Las protestas contra los prolongados apagones eléctricos se extendieron en las últimas horas por distintos sectores de La Habana, en medio de una de las peores crisis energéticas que enfrenta Cuba en años y que mantiene a miles de familias sin electricidad durante más de 20 horas diarias.
Las manifestaciones comenzaron hace dos días en San Miguel del Padrón, uno de los municipios populares de la capital cubana, y posteriormente se multiplicaron en zonas como Vedado, Playa, Marianao, Guanabacoa y La Víbora, según videos y reportes difundidos en redes sociales.

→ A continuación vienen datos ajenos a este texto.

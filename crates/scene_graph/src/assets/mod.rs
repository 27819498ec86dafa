//! Asset import
//!
//! Importers fill a target node with children built from an external
//! source. [`ExtensionImporter`] picks a format importer by file extension
//! and resolves relative locators against the configured search paths.

pub mod obj_loader;

pub use obj_loader::{ObjError, ObjGroup, ObjImporter, ObjLoader};

use std::collections::HashMap;
use std::fmt;
use std::path::{Path, PathBuf};

use crate::config::ImportConfig;
use crate::scene::{NodeId, SceneError, SceneGraph, SceneResult};

/// Collaborator that adds imported children to a node
///
/// Implementations add children to `world` and never replace the node
/// itself.
pub trait SceneImporter: fmt::Debug {
    /// Import the source at `locator` under `world`
    fn import_into(&self, graph: &mut SceneGraph, world: NodeId, locator: &str) -> SceneResult<()>;
}

/// Dispatches to a format importer by file extension
pub struct ExtensionImporter {
    search_paths: Vec<PathBuf>,
    formats: HashMap<String, Box<dyn SceneImporter + Send + Sync>>,
}

impl fmt::Debug for ExtensionImporter {
    fn fmt(&self, f: &mut fmt::Formatter<'_>) -> fmt::Result {
        let mut formats: Vec<_> = self.formats.keys().collect();
        formats.sort();
        f.debug_struct("ExtensionImporter")
            .field("search_paths", &self.search_paths)
            .field("formats", &formats)
            .finish()
    }
}

impl Default for ExtensionImporter {
    fn default() -> Self {
        Self::with_defaults()
    }
}

impl ExtensionImporter {
    /// Create an importer without any format
    pub fn new() -> Self {
        Self { search_paths: Vec::new(), formats: HashMap::new() }
    }

    /// Importer using the default import configuration
    pub fn with_defaults() -> Self {
        Self::from_config(&ImportConfig::default())
    }

    /// Importer for the enabled formats and search paths of a configuration
    pub fn from_config(config: &ImportConfig) -> Self {
        let mut importer = Self::new();
        importer.search_paths = config.search_paths.iter().map(PathBuf::from).collect();
        if config.accepts("obj") {
            importer.register("obj", ObjImporter);
        }
        for format in config.enabled_formats.iter().filter(|f| !importer.supports(f)) {
            log::warn!("No importer available for enabled format '{format}'");
        }
        importer
    }

    /// Register an importer for a file extension (case-insensitive)
    pub fn register(&mut self, extension: &str, importer: impl SceneImporter + Send + Sync + 'static) {
        self.formats.insert(extension.to_ascii_lowercase(), Box::new(importer));
    }

    /// Whether an extension has an importer
    pub fn supports(&self, extension: &str) -> bool {
        self.formats.contains_key(&extension.to_ascii_lowercase())
    }

    /// Resolve a locator against the search paths
    ///
    /// Absolute and existing paths are kept as given; otherwise the first
    /// search path containing the file wins. Unresolvable locators are
    /// returned unchanged so the format importer reports the failure.
    pub fn resolve(&self, locator: &str) -> PathBuf {
        let path = Path::new(locator);
        if path.is_absolute() || path.exists() {
            return path.to_path_buf();
        }
        self.search_paths
            .iter()
            .map(|dir| dir.join(path))
            .find(|candidate| candidate.exists())
            .unwrap_or_else(|| path.to_path_buf())
    }
}

impl SceneImporter for ExtensionImporter {
    fn import_into(&self, graph: &mut SceneGraph, world: NodeId, locator: &str) -> SceneResult<()> {
        let extension = Path::new(locator)
            .extension()
            .and_then(|e| e.to_str())
            .map(str::to_ascii_lowercase)
            .unwrap_or_default();
        let importer = self.formats.get(&extension).ok_or_else(|| SceneError::Import {
            locator: locator.to_string(),
            reason: format!("unsupported format '{extension}'"),
        })?;

        let resolved = self.resolve(locator);
        log::debug!("Importing '{locator}' from {}", resolved.display());
        importer.import_into(graph, world, &resolved.to_string_lossy())
    }
}

#[cfg(test)]
mod tests {
    use super::*;

    #[test]
    fn test_unsupported_extension() {
        let mut graph = SceneGraph::new();
        let world = graph.create("World", "world").unwrap();
        let importer = ExtensionImporter::with_defaults();

        let err = importer.import_into(&mut graph, world, "scene.ply").unwrap_err();
        assert!(matches!(err, SceneError::Import { reason, .. } if reason.contains("ply")));
        assert!(importer.supports("OBJ"));
    }

    #[test]
    fn test_obj_file_through_search_path() {
        let dir = std::env::temp_dir().join(format!("scene_import_{}", std::process::id()));
        std::fs::create_dir_all(&dir).unwrap();
        std::fs::write(dir.join("tri.obj"), "v 0 0 0\nv 1 0 0\nv 0 1 0\nf 1 2 3\n").unwrap();

        let config = ImportConfig::new().with_search_paths(vec![dir.to_string_lossy().to_string()]);
        let importer = ExtensionImporter::from_config(&config);
        let mut graph = SceneGraph::new();
        let world = graph.create("World", "world").unwrap();

        importer.import_into(&mut graph, world, "tri.obj").unwrap();
        let _ = std::fs::remove_dir_all(&dir);

        assert!(graph.get_child(world, "mesh_0").is_ok());
        assert!(!graph.bounds(world).unwrap().is_empty());
    }

    #[test]
    fn test_missing_file_is_import_error() {
        let mut graph = SceneGraph::new();
        let world = graph.create("World", "world").unwrap();
        let err = ExtensionImporter::with_defaults()
            .import_into(&mut graph, world, "definitely_missing_model.obj")
            .unwrap_err();
        assert!(matches!(err, SceneError::Import { .. }));
    }
}
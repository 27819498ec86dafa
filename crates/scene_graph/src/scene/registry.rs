//! Node registry
//!
//! Maps type names to constructors so an external description can
//! instantiate concrete node types without knowing them. A process-wide
//! table is built lazily, pre-filled with the built-in node types, the first
//! time it is touched. Standalone [`NodeRegistry`] values can be built for
//! embedding and tests.

use std::collections::HashMap;
use std::fmt;
use std::sync::{Arc, OnceLock, PoisonError, RwLock};

use super::{NodeBehavior, SceneError, SceneResult};

/// Constructor producing a default-initialized node behavior
pub type NodeFactory = Arc<dyn Fn() -> Box<dyn NodeBehavior> + Send + Sync>;

/// Type name to constructor table
#[derive(Clone, Default)]
pub struct NodeRegistry {
    factories: HashMap<String, NodeFactory>,
}

impl fmt::Debug for NodeRegistry {
    fn fmt(&self, f: &mut fmt::Formatter<'_>) -> fmt::Result {
        f.debug_struct("NodeRegistry").field("types", &self.type_names()).finish()
    }
}

impl NodeRegistry {
    /// Create an empty registry
    pub fn new() -> Self {
        Self::default()
    }

    /// Create a registry holding the built-in node types
    pub fn with_builtins() -> Self {
        let mut registry = Self::new();
        crate::nodes::register_builtins(&mut registry);
        registry
    }

    /// Register a factory; an existing entry for the same name is replaced
    ///
    /// Returns `true` when an earlier factory was overwritten.
    pub fn register<F>(&mut self, type_name: impl Into<String>, factory: F) -> bool
    where
        F: Fn() -> Box<dyn NodeBehavior> + Send + Sync + 'static,
    {
        let type_name = type_name.into();
        let replaced = self.factories.insert(type_name.clone(), Arc::new(factory)).is_some();
        if replaced {
            log::debug!("Node type '{type_name}' re-registered, last registration wins");
        }
        replaced
    }

    /// Construct a node behavior by type name (case-sensitive)
    pub fn create(&self, type_name: &str) -> SceneResult<Box<dyn NodeBehavior>> {
        self.factories
            .get(type_name)
            .map(|factory| factory())
            .ok_or_else(|| SceneError::UnknownType(type_name.to_string()))
    }

    /// Whether a type name is registered
    pub fn contains(&self, type_name: &str) -> bool {
        self.factories.contains_key(type_name)
    }

    /// Registered type names, sorted
    pub fn type_names(&self) -> Vec<&str> {
        let mut names: Vec<_> = self.factories.keys().map(String::as_str).collect();
        names.sort_unstable();
        names
    }

    /// Number of registered types
    pub fn len(&self) -> usize {
        self.factories.len()
    }

    /// True when nothing is registered
    pub fn is_empty(&self) -> bool {
        self.factories.is_empty()
    }
}

static GLOBAL: OnceLock<RwLock<NodeRegistry>> = OnceLock::new();

fn global() -> &'static RwLock<NodeRegistry> {
    GLOBAL.get_or_init(|| {
        let registry = NodeRegistry::with_builtins();
        log::info!("Node registry initialized with {} built-in types", registry.len());
        RwLock::new(registry)
    })
}

/// Register a factory in the process-wide registry
pub fn register<F>(type_name: impl Into<String>, factory: F) -> bool
where
    F: Fn() -> Box<dyn NodeBehavior> + Send + Sync + 'static,
{
    global()
        .write()
        .unwrap_or_else(PoisonError::into_inner)
        .register(type_name, factory)
}

/// Construct a node behavior through the process-wide registry
pub fn create(type_name: &str) -> SceneResult<Box<dyn NodeBehavior>> {
    // Clone the factory out so the lock is not held while it runs
    let factory = global()
        .read()
        .unwrap_or_else(PoisonError::into_inner)
        .factories
        .get(type_name)
        .cloned()
        .ok_or_else(|| SceneError::UnknownType(type_name.to_string()))?;
    Ok(factory())
}

/// Whether the process-wide registry knows a type name
pub fn is_registered(type_name: &str) -> bool {
    global().read().unwrap_or_else(PoisonError::into_inner).contains(type_name)
}

/// Restore the process-wide registry to the built-in table
pub fn reset() {
    *global().write().unwrap_or_else(PoisonError::into_inner) = NodeRegistry::with_builtins();
}
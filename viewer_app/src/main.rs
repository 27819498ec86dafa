//! Headless scene viewer
//!
//! Builds a world, either imported from a model file or a procedural pair
//! of boxes, drives a few frames of commit and render against the recording
//! backend and prints the serialized scene.
//!
//! Usage: `scene_viewer [--config <file.toml|file.ron>] [model.obj]`

use clap::{Arg, ArgMatches, Command};
use scene_graph::foundation::logging;
use scene_graph::prelude::*;
use scene_graph::nodes::FILE_NAME;
use scene_graph::render::ResourceKind;
use scene_graph::scene::registry;

const FRAMES: u64 = 3;

#[derive(Debug)]
struct Args {
    config: Option<String>,
    model: Option<String>,
}

impl Args {
    fn command() -> Command {
        Command::new("scene_viewer")
            .about("Commits and renders a scene headlessly and prints its snapshot")
            .arg(
                Arg::new("config")
                    .short('c')
                    .long("config")
                    .value_name("FILE")
                    .help("Scene configuration (.toml or .ron)"),
            )
            .arg(
                Arg::new("model")
                    .value_name("MODEL")
                    .help("Model file to import instead of the procedural scene"),
            )
    }

    fn from_matches(matches: &ArgMatches) -> Self {
        Self {
            config: matches.get_one::<String>("config").cloned(),
            model: matches.get_one::<String>("model").cloned(),
        }
    }

    fn parse() -> Self {
        Self::from_matches(&Self::command().get_matches())
    }
}

pub struct ViewerApp {
    config: SceneConfig,
    graph: SceneGraph,
    world: NodeId,
    backend: RecordingBackend,
    camera: Camera,
}

impl ViewerApp {
    pub fn new(config: SceneConfig, model: Option<&str>) -> Result<Self, Box<dyn std::error::Error>> {
        let mut graph = SceneGraph::with_config(&config);
        let world = match model {
            Some(path) => Self::import_world(&mut graph, &config, path)?,
            None => Self::procedural_world(&mut graph)?,
        };

        Ok(Self {
            config,
            graph,
            world,
            backend: RecordingBackend::new(),
            camera: Camera::default().with_viewport(800, 600),
        })
    }

    fn import_world(
        graph: &mut SceneGraph,
        config: &SceneConfig,
        path: &str,
    ) -> Result<NodeId, Box<dyn std::error::Error>> {
        let import = config.import.clone();
        registry::register("Importer", move || {
            Box::new(Importer::with_collaborator(Box::new(ExtensionImporter::from_config(&import))))
        });

        let world = graph.create("Importer", "world")?;
        let file_name = graph.get_child(world, FILE_NAME)?;
        graph.set_value(file_name, path)?;
        log::info!("Imported {} node(s) from {path}", graph.len());
        Ok(world)
    }

    fn procedural_world(graph: &mut SceneGraph) -> Result<NodeId, Box<dyn std::error::Error>> {
        let world = graph.create("World", "world")?;
        let boxes = [
            ("box_a", Vec3::zeros(), Vec3::repeat(1.0), Vec3::new(0.8, 0.7, 0.5)),
            ("box_b", Vec3::repeat(2.0), Vec3::repeat(3.0), Vec3::new(0.3, 0.5, 0.9)),
        ];
        for (name, min, max, color) in boxes {
            let mesh = graph.create_child(world, name, "TriangleMesh")?;
            TriangleMesh::set_buffers(graph, mesh, MeshBuffers::cuboid(min, max))?;
            let material = graph.get_child(mesh, "material")?;
            let color_node = graph.get_child(material, "color")?;
            graph.set_value(color_node, color)?;
        }
        Ok(world)
    }

    pub fn run(mut self) -> Result<(), Box<dyn std::error::Error>> {
        let bounds = self.graph.bounds(self.world)?;
        if bounds.is_empty() {
            log::warn!("Scene has no geometry");
        } else {
            log::info!("Scene bounds: {:?} .. {:?}", bounds.min.as_slice(), bounds.max.as_slice());
        }
        let camera = self.camera.framing(&bounds);

        for frame_index in 0..FRAMES {
            self.backend.clear_draws();
            let frame = FrameParams { frame_index, camera: camera.clone() };
            let mut ctx = RenderContext::new(&mut self.backend, frame);
            self.graph.commit(self.world, &mut ctx)?;
            self.graph.render(self.world, &mut ctx)?;
            drop(ctx);

            log::info!(
                "Frame {frame_index}: {} draw(s), {} backend object(s) created so far",
                self.backend.draws().len(),
                self.backend.total_creations()
            );

            // Spin the first mesh so later frames have something to commit
            if let Some(mesh) = self.first_mesh()? {
                let rotation = self.graph.get_child(mesh, "rotation")?;
                let angle = (frame_index + 1) as f32 * 0.25;
                self.graph.set_value(rotation, Vec3::new(0.0, 0.0, angle))?;
            }
        }
        log::info!(
            "Created {} geometries, {} materials, {} models",
            self.backend.creations(ResourceKind::Geometry),
            self.backend.creations(ResourceKind::Material),
            self.backend.creations(ResourceKind::Model)
        );

        let mut serialization = Serialization::new();
        serialization.serialize(&self.graph, self.world, self.config.serialization_mode)?;
        println!("{}", serialization.to_ron(&self.graph)?);
        Ok(())
    }

    fn first_mesh(&self) -> Result<Option<NodeId>, SceneError> {
        Ok(self
            .graph
            .children(self.world)?
            .into_iter()
            .find(|child| self.graph.behavior::<TriangleMesh>(*child).is_some()))
    }
}

fn main() -> Result<(), Box<dyn std::error::Error>> {
    let args = Args::parse();
    let config = match &args.config {
        Some(path) => SceneConfig::load_from_file(path)?,
        None => SceneConfig::default(),
    };
    config.validate()?;

    logging::init_with_level(&config.log_level);
    log::info!("Starting scene viewer");

    let app = ViewerApp::new(config, args.model.as_deref())?;
    app.run()
}

#[cfg(test)]
mod tests {
    use super::*;

    fn parse_from(argv: &[&str]) -> Result<Args, clap::Error> {
        Args::command().try_get_matches_from(argv).map(|m| Args::from_matches(&m))
    }

    #[test]
    fn test_config_and_model() {
        let args = parse_from(&["scene_viewer", "--config", "scene.toml", "teapot.obj"]).unwrap();
        assert_eq!(args.config.as_deref(), Some("scene.toml"));
        assert_eq!(args.model.as_deref(), Some("teapot.obj"));
    }

    #[test]
    fn test_no_arguments_uses_procedural_scene() {
        let args = parse_from(&["scene_viewer"]).unwrap();
        assert!(args.config.is_none());
        assert!(args.model.is_none());
    }

    #[test]
    fn test_unknown_flag_is_not_a_model() {
        assert!(parse_from(&["scene_viewer", "--frames", "3"]).is_err());
        let err = parse_from(&["scene_viewer", "--help"]).unwrap_err();
        assert_eq!(err.kind(), clap::error::ErrorKind::DisplayHelp);
    }

    #[test]
    fn test_config_needs_a_value() {
        assert!(parse_from(&["scene_viewer", "--config"]).is_err());
    }
}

Las imágenes muestran barricadas improvisadas, fogatas y ciudadanos golpeando calderos mientras expresaban su descontento por la situación eléctrica y las difíciles condiciones de vida que enfrenta la población.

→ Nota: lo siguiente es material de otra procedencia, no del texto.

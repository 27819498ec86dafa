//! Logical time used for modification tracking
//!
//! Timestamps are ticks of a per-graph counter, not wall-clock time. Every
//! call to [`LogicalClock::tick`] returns a value strictly greater than all
//! earlier ones, which makes staleness checks a single comparison.

use std::fmt;

/// A point in logical time
#[derive(Debug, Clone, Copy, Default, PartialEq, Eq, PartialOrd, Ord, Hash)]
pub struct TimeStamp(u64);

impl TimeStamp {
    /// The timestamp older than every tick of any clock
    pub const ZERO: TimeStamp = TimeStamp(0);

    /// Raw counter value
    pub fn value(self) -> u64 {
        self.0
    }
}

impl fmt::Display for TimeStamp {
    fn fmt(&self, f: &mut fmt::Formatter<'_>) -> fmt::Result {
        write!(f, "t{}", self.0)
    }
}

/// Monotonic counter handing out [`TimeStamp`]s
#[derive(Debug, Default)]
pub struct LogicalClock {
    current: u64,
}

impl LogicalClock {
    /// Create a clock whose first tick is `t1`
    pub fn new() -> Self {
        Self::default()
    }

    /// Advance the clock and return the new "now"
    pub fn tick(&mut self) -> TimeStamp {
        self.current += 1;
        TimeStamp(self.current)
    }

    /// Latest timestamp handed out, without advancing
    pub fn now(&self) -> TimeStamp {
        TimeStamp(self.current)
    }
}
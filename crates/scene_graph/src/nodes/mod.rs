//! Built-in node types
//!
//! | Type name      | Behavior        |
//! |----------------|-----------------|
//! | `Node`         | [`ValueNode`] without a value |
//! | `Group`        | [`Group`]       |
//! | `World`        | [`World`]       |
//! | `Importer`     | [`Importer`]    |
//! | `TriangleMesh` | [`TriangleMesh`]|
//! | `PTMTriangleMesh` | [`PTMTriangleMesh`] |
//! | `Material`     | [`Material`]    |
//! | `FrameBuffer`  | [`FrameBuffer`] |
//! | `bool`, `int`, `float`, `vec3f`, `string` | [`ValueNode`] |

mod value_node;
mod group;
mod material;
mod framebuffer;
mod triangle_mesh;
mod ptm_triangle_mesh;
mod importer;

pub use value_node::ValueNode;
pub use group::{children_bounds, render_children, subtree_geometry, Group, World};
pub use material::Material;
pub use framebuffer::FrameBuffer;
pub use triangle_mesh::{MeshBuffers, TriangleMesh, ROTATION_LIMIT};
pub use ptm_triangle_mesh::{PTMTriangleMesh, MATERIAL_LIST};
pub use importer::{Importer, FILE_NAME};

use crate::scene::{NodeRegistry, ValueType};

/// Register every built-in node type
pub fn register_builtins(registry: &mut NodeRegistry) {
    registry.register("Node", || Box::new(ValueNode::untyped()));
    registry.register("Group", || Box::new(Group));
    registry.register("World", || Box::new(World::new()));
    registry.register("Importer", || Box::new(Importer::new()));
    registry.register("TriangleMesh", || Box::new(TriangleMesh::new()));
    registry.register("PTMTriangleMesh", || Box::new(PTMTriangleMesh::new()));
    registry.register("Material", || Box::new(Material::new()));
    registry.register("FrameBuffer", || Box::new(FrameBuffer::new()));

    for value_type in [ValueType::Bool, ValueType::Int, ValueType::Float, ValueType::Vec3f, ValueType::String] {
        registry.register(value_type.to_string(), move || Box::new(ValueNode::new(value_type)));
    }
}
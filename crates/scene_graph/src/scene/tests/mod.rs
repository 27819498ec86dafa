//! Integration tests across nodes, traversals and importers

mod bounds_integration;
mod commit_integration;
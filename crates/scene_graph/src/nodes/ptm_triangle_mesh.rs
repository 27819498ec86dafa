//! Triangle mesh with per-triangle materials
//!
//! Behaves like a [`TriangleMesh`] and additionally carries one material ID
//! per triangle. The IDs index the `materialList` group child, whose
//! [`Material`] children are taken in insertion order. When the list or the
//! IDs are empty, every triangle uses the mesh's own `material` child.

use std::any::Any;

use crate::foundation::math::AABB;
use crate::render::ResourceHandle;
use crate::scene::{Attribute, NodeBehavior, NodeId, RenderContext, SceneError, SceneGraph, SceneResult};

use super::triangle_mesh::{description_error, read_uints};
use super::{Material, MeshBuffers, TriangleMesh};

/// Name of the group child listing the per-triangle materials
pub const MATERIAL_LIST: &str = "materialList";

/// Mesh node with a material ID per triangle
#[derive(Debug, Default)]
pub struct PTMTriangleMesh {
    mesh: TriangleMesh,
    material_ids: Vec<u32>,
}

impl PTMTriangleMesh {
    /// Create an empty mesh
    pub fn new() -> Self {
        Self::default()
    }

    /// Current buffers
    pub fn buffers(&self) -> &MeshBuffers {
        self.mesh.buffers()
    }

    /// Material ID of each triangle
    pub fn material_ids(&self) -> &[u32] {
        &self.material_ids
    }

    /// Replace buffers and material IDs of mesh node `id` and mark it modified
    ///
    /// `material_ids` is either empty or holds one entry per triangle.
    pub fn set_buffers(
        graph: &mut SceneGraph,
        id: NodeId,
        buffers: MeshBuffers,
        material_ids: Vec<u32>,
    ) -> SceneResult<()> {
        let name = graph.name_of(id).to_string();
        validate(&buffers, &material_ids).map_err(|reason| description_error(&name, reason))?;
        let ptm = graph
            .behavior_mut::<Self>(id)
            .ok_or(SceneError::WrongNodeType { node: name, expected: "PTMTriangleMesh" })?;
        ptm.mesh.replace_buffers(buffers);
        ptm.material_ids = material_ids;
        graph.touch(id)
    }

    /// Committed material handles of the `materialList` children, in order
    pub fn material_list(graph: &SceneGraph, id: NodeId) -> SceneResult<Vec<ResourceHandle>> {
        let Some(list) = graph.node(id)?.child(MATERIAL_LIST) else {
            return Ok(Vec::new());
        };
        graph
            .children(list)?
            .into_iter()
            .map(|material| {
                Material::handle_of(graph, material)
                    .ok_or_else(|| SceneError::MissingResource(graph.name_of(material).to_string()))
            })
            .collect()
    }
}

fn validate(buffers: &MeshBuffers, material_ids: &[u32]) -> Result<(), String> {
    buffers.validate()?;
    if !material_ids.is_empty() && material_ids.len() != buffers.indices.len() {
        return Err(format!("{} material IDs for {} triangles", material_ids.len(), buffers.indices.len()));
    }
    Ok(())
}

impl NodeBehavior for PTMTriangleMesh {
    fn init(&mut self, graph: &mut SceneGraph, id: NodeId) -> SceneResult<()> {
        self.mesh.init(graph, id)?;
        graph.create_child(id, MATERIAL_LIST, "Group")?;
        Ok(())
    }

    fn post_commit(&mut self, graph: &mut SceneGraph, id: NodeId, ctx: &mut RenderContext<'_>) -> SceneResult<()> {
        let materials = Self::material_list(graph, id)?;
        if materials.is_empty() || self.material_ids.is_empty() {
            return self.mesh.commit_geometry(graph, id, ctx, &[], &[]);
        }
        if let Some(bad) = self.material_ids.iter().find(|&&m| m as usize >= materials.len()) {
            return Err(description_error(
                graph.name_of(id),
                format!("material ID {bad} out of range for {} materials", materials.len()),
            ));
        }
        self.mesh.commit_geometry(graph, id, ctx, &materials, &self.material_ids)
    }

    fn render(&self, graph: &SceneGraph, id: NodeId, ctx: &mut RenderContext<'_>) -> SceneResult<()> {
        self.mesh.render(graph, id, ctx)
    }

    fn bounds(&self, graph: &SceneGraph, id: NodeId) -> AABB {
        self.mesh.bounds(graph, id)
    }

    fn populate_from_description(
        &mut self,
        graph: &mut SceneGraph,
        id: NodeId,
        attributes: &[Attribute],
        blob: Option<&[u8]>,
    ) -> SceneResult<()> {
        let name = graph.name_of(id).to_string();
        let buffers = TriangleMesh::buffers_from_description(&name, attributes, blob)?;
        let material_ids = read_uints(&name, attributes, blob, "materialID", 1)?;
        validate(&buffers, &material_ids).map_err(|reason| description_error(&name, reason))?;
        self.mesh.replace_buffers(buffers);
        self.material_ids = material_ids;
        graph.touch(id)
    }

    fn geometry(&self) -> Option<ResourceHandle> {
        self.mesh.geometry()
    }

    fn release_resources(&mut self) -> Vec<ResourceHandle> {
        self.mesh.release_resources()
    }

    fn as_any(&self) -> &dyn Any {
        self
    }

    fn as_any_mut(&mut self) -> &mut dyn Any {
        self
    }
}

En San Miguel del Padrón, la policía intervino para dispersar las protestas luego de que manifestantes responsabilizaran públicamente al Gobierno cubano por la crisis energética y el deterioro de las condiciones cotidianas.
La gravedad de la situación fue reconocida por el propio ministro de Energía y Minas de Cuba, Vicente de la O Levy, quien admitió en televisión nacional que los apagones superan las 20 horas diarias en algunos sectores de La Habana.
“Sabemos que hay malestar por los apagones. La situación es muy tensa y los calores siguen aumentando. Necesitamos combustible”, declaró el funcionario.
Según explicó, cuando el servicio eléctrico es restablecido, apenas permanece activo durante unas cuatro horas antes de producirse nuevos cortes de larga duración.
La crisis ha afectado gravemente actividades básicas de la población, incluyendo la conservación de alimentos, el bombeo de agua, la cocción de comida y el descanso en medio de las altas temperaturas del verano.
Incluso el diario oficial Granma reconoció que el Sistema Eléctrico Nacional atraviesa “uno de sus momentos más críticos”, algo poco habitual en la prensa estatal cubana.
“El país enfrenta dificultades para cocinar, conservar alimentos, bombear agua o descansar en medio de largas horas sin electricidad”, admitió el periódico del Partido Comunista de Cuba.
El Gobierno cubano atribuye la crisis principalmente a la escasez de combustible y al endurecimiento de las sanciones económicas y energéticas impuestas por Estados Unidos.
Según las autoridades, la situación se agravó tras el cambio en la relación entre Washington y Caracas, que habría reducido significativamente el suministro petrolero venezolano a la isla.
Durante años, Cuba recibió combustible subsidiado desde Venezuela a cambio de cooperación en inteligencia, seguridad y misiones médicas.
El ministro de Energía explicó que, en los últimos meses, uno de los pocos envíos importantes de petróleo provino de Rusia, con aproximadamente 100 mil toneladas de crudo enviadas por Moscú.
Sin embargo, reconoció que esas reservas ya se agotaron y que el país enfrenta nuevamente un escenario “extremadamente complejo”.
Las autoridades también advirtieron sobre el deterioro de infraestructuras clave del sistema eléctrico cubano, incluyendo la termoeléctrica Antonio Guiteras, considerada una de las más importantes del país.
Según el Gobierno, la falta de mantenimiento podría provocar daños irreversibles en esa planta energética.
La crisis energética ocurre además en medio de un fuerte deterioro económico, escasez de alimentos, inflación y creciente malestar social dentro de Cuba.
Las protestas recuerdan otros episodios de tensión social registrados en la isla en los últimos años, donde los apagones y las dificultades económicas han servido como detonantes de manifestaciones populares.
Hasta el momento, las autoridades cubanas no han informado oficialmente sobre detenidos o heridos durante las recientes protestas en La Habana.